The Charlotte News

Thursday, October 30, 1941


Site Ed. Note: Today starts with a story of two young boys scavenging the garbage in a Charlotte alley for a couple of buns, as, far away across the sea in Germany, Herr Goebbels expresses deep sympathy for the plight of the people of Germany in this time of war--as the editorial writer recalls from a year earlier a quoted comment to an American diplomat that they need not share in this hardship, so "Let us eat."

Somewhere in the two pieces thus juxtaposed there is a tremendous moral lesson, we opine.

Lest you wind up like Herr Goebbels and his family, burned to krispy kritters in the gasoline outside the bunker, and quite rightly so, as the Red Rooskies approach in their armor to get you and devour you whole, best always take care to consider the least among us, the hungry and the homeless. It's far cheaper in the long run.

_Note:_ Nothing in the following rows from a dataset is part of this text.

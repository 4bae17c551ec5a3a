//! Transmission Control Protocol.
//!
//! The control block lives inside each stream [`Socket`](crate::socket::Socket).
//! Inbound segments enter through [`fsm::process_segment`], timers through
//! [`timer::tick`] and application requests through the functions in
//! [`api`]. Everything that needs to reach the network goes through a
//! [`TcpEnv`], which borrows the interfaces and counters from the owning
//! context for the duration of one call.

pub mod api;
pub mod congestion;
pub mod fsm;
mod misc;
mod output;
pub mod timer;

pub use congestion::{CongestionControl, NoCongestionControl, Reno};

use crate::iface::Interface;
use crate::stats::TcpStats;
use crate::wire::TcpFlags;

use bitflags::bitflags;
use buddy_core::{IpAddress, TcpConfig};

use std::collections::VecDeque;
use std::fmt;
use std::time::{Duration, Instant};

/// Out-of-order blocks remembered by the receiver.
pub const MAX_SACK_BLOCKS: usize = 4;

#[derive(Debug, Clone, Copy, PartialEq, Eq, Default)]
pub enum TcpState {
    #[default]
    Closed,
    Listen,
    SynSent,
    SynReceived,
    Established,
    CloseWait,
    LastAck,
    FinWait1,
    FinWait2,
    Closing,
    TimeWait,
}

impl fmt::Display for TcpState {
    fn fmt(&self, f: &mut fmt::Formatter<'_>) -> fmt::Result {
        let name = match self {
            TcpState::Closed => "CLOSED",
            TcpState::Listen => "LISTEN",
            TcpState::SynSent => "SYN-SENT",
            TcpState::SynReceived => "SYN-RECEIVED",
            TcpState::Established => "ESTABLISHED",
            TcpState::CloseWait => "CLOSE-WAIT",
            TcpState::LastAck => "LAST-ACK",
            TcpState::FinWait1 => "FIN-WAIT-1",
            TcpState::FinWait2 => "FIN-WAIT-2",
            TcpState::Closing => "CLOSING",
            TcpState::TimeWait => "TIME-WAIT",
        };
        f.write_str(name)
    }
}

bitflags! {
    /// Conditions an application may wait on.
    #[derive(Debug, Clone, Copy, PartialEq, Eq, Default)]
    pub struct SocketEvents: u16 {
        const CONNECTED = 0x0001;
        const CLOSED = 0x0002;
        const TX_READY = 0x0004;
        const TX_DONE = 0x0008;
        const TX_ACKED = 0x0010;
        const TX_SHUTDOWN = 0x0020;
        const RX_READY = 0x0040;
        const RX_SHUTDOWN = 0x0080;
        const ACCEPT = 0x0100;
    }
}

bitflags! {
    /// Per-call send options.
    #[derive(Debug, Clone, Copy, PartialEq, Eq, Default)]
    pub struct SendFlags: u8 {
        /// Push everything the windows allow, bypassing Nagle.
        const NO_DELAY = 0x01;
        /// Only ever send full-sized segments.
        const DELAY = 0x02;
        /// Complete only once the peer acknowledged all the data.
        const WAIT_ACK = 0x04;
    }
}

#[derive(Debug, Clone, Copy, PartialEq, Eq)]
pub enum Shutdown {
    Send,
    Receive,
    Both,
}

/// A one-shot timer driven by the periodic tick.
#[derive(Debug, Clone, Copy, Default)]
pub struct NetTimer {
    started: Option<Instant>,
    interval: Duration,
}

impl NetTimer {
    pub fn start(&mut self, now: Instant, interval: Duration) {
        self.started = Some(now);
        self.interval = interval;
    }

    pub fn stop(&mut self) {
        self.started = None;
    }

    pub fn is_running(&self) -> bool {
        self.started.is_some()
    }

    pub fn started_at(&self) -> Option<Instant> {
        self.started
    }

    pub fn expired(&self, now: Instant) -> bool {
        self.started
            .is_some_and(|start| now.saturating_duration_since(start) >= self.interval)
    }
}

/// Circular byte store indexed by sequence-number offsets.
#[derive(Debug, Default)]
pub(crate) struct RingBuffer {
    data: Vec<u8>,
}

impl RingBuffer {
    pub(crate) fn allocate(&mut self, size: usize) {
        self.data = vec![0; size];
    }

    pub(crate) fn release(&mut self) {
        self.data = Vec::new();
    }

    pub(crate) fn capacity(&self) -> usize {
        self.data.len()
    }

    pub(crate) fn write(&mut self, offset: usize, src: &[u8]) {
        let size = self.data.len();
        if size == 0 {
            return;
        }
        let first = src.len().min(size - offset);
        self.data[offset..offset + first].copy_from_slice(&src[..first]);
        let rest = src.len() - first;
        self.data[..rest].copy_from_slice(&src[first..]);
    }

    pub(crate) fn read(&self, offset: usize, dst: &mut [u8]) {
        let (a, b) = self.slices(offset, dst.len());
        dst[..a.len()].copy_from_slice(a);
        dst[a.len()..a.len() + b.len()].copy_from_slice(b);
    }

    /// The `len` bytes at `offset` as at most two contiguous pieces.
    pub(crate) fn slices(&self, offset: usize, len: usize) -> (&[u8], &[u8]) {
        let size = self.data.len();
        if size == 0 || len == 0 {
            return (&[], &[]);
        }
        let len = len.min(size);
        let first = len.min(size - offset);
        (&self.data[offset..offset + first], &self.data[..len - first])
    }
}

/// A connection request waiting in a listener's backlog.
#[derive(Debug, Clone, PartialEq, Eq)]
pub struct SynQueueItem {
    pub iface: usize,
    pub src: IpAddress,
    pub dst: IpAddress,
    pub src_port: u16,
    pub isn: u32,
    pub mss: u16,
}

#[derive(Debug, Clone, Copy, PartialEq, Eq)]
pub(crate) struct SackBlock {
    pub left: u32,
    pub right: u32,
}

/// An unacknowledged segment; its payload stays in the send buffer.
#[derive(Debug, Clone, Copy, PartialEq, Eq)]
pub(crate) struct RetransmitItem {
    pub seq: u32,
    pub ack: u32,
    pub flags: TcpFlags,
    pub length: usize,
}

/// Per-connection TCP state.
#[derive(Debug, Default)]
pub struct TcpControlBlock {
    pub(crate) state: TcpState,
    /// The application still holds the socket.
    pub(crate) owned: bool,
    pub(crate) reset_flag: bool,
    pub(crate) closed_flag: bool,

    pub(crate) iss: u32,
    pub(crate) irs: u32,
    pub(crate) snd_una: u32,
    pub(crate) snd_nxt: u32,
    /// Bytes written by the application but not yet sent.
    pub(crate) snd_user: usize,
    pub(crate) snd_wnd: u32,
    pub(crate) max_snd_wnd: u32,
    pub(crate) snd_wl1: u32,
    pub(crate) snd_wl2: u32,
    pub(crate) rcv_nxt: u32,
    /// Bytes received but not yet read by the application.
    pub(crate) rcv_user: usize,
    pub(crate) rcv_wnd: u32,
    pub(crate) smss: u32,
    pub(crate) rmss: u32,

    pub(crate) rto: Duration,
    pub(crate) srtt: Duration,
    pub(crate) rttvar: Duration,
    pub(crate) rtt_busy: bool,
    pub(crate) rtt_start: Option<Instant>,
    pub(crate) rtt_seq: u32,

    pub(crate) retransmit_queue: VecDeque<RetransmitItem>,
    pub(crate) retransmit_timer: NetTimer,
    pub(crate) retransmit_count: u32,
    pub(crate) persist_timer: NetTimer,
    pub(crate) wnd_probe_count: u32,
    pub(crate) wnd_probe_interval: Duration,
    pub(crate) override_timer: NetTimer,
    pub(crate) fin_wait2_timer: NetTimer,
    pub(crate) time_wait_timer: NetTimer,

    pub(crate) tx_buffer_size: usize,
    pub(crate) rx_buffer_size: usize,
    pub(crate) tx: RingBuffer,
    pub(crate) rx: RingBuffer,
    pub(crate) sack_blocks: heapless::Vec<SackBlock, MAX_SACK_BLOCKS>,

    pub(crate) syn_queue: VecDeque<SynQueueItem>,
    pub(crate) syn_queue_size: usize,

    pub(crate) events: SocketEvents,

    /// Congestion window, maintained by the [`CongestionControl`] in use.
    pub cwnd: u32,
    pub ssthresh: u32,
    pub dup_ack_count: u32,
}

And take that test: What would you do if you were lost in the woods--at midnight on Lake Jenny, out in Wyoming, after a 27-mile, twelve-hour hike, with your flashlight dead, no food nor water left, and the bears being out in plenty, as evidenced by the rustling in the darkened wood? You could of course just go jump in the lake, but that wouldn't be too sensible with no moon about. So, what would you do? Call someone on your cell phone? There's no satellite picking up your signal way out there, deary. Better think of something else. And fast. The bear is approaching on his hind legs with his mouth agape.

And, the letter to the editor provides some more desperation, we think, from the McCain campaign, indicating the founding of the UMP, the United Militants Party.

Oh, we see. That was some other time. Never mind.

And just what in Hades the dentist there is doing, we don't know, and don't think we want to know. Maybe it's just the fuzzy print or something.

And just what the editor deleted from the first letter, we don't know, but it may have something to do with that dentist.

Incidentally, we know that "theater" and "editor" don't really quite exactly rhyme, but we couldn't think of a good way by which to work into the lines "aviator" or "radiator". So, some days, you just have to make do with what you have.

Well, four years ago, we told you all about the Foggy Mountain Breakdown, and now here we are, getting ready to tell you about the rearranged Wildwood Flower. It seems all to be cooked up on those mountain banjo-porches somewhere up there in the smoke and the fog of an autumn day. So, we'll see how she goes this time.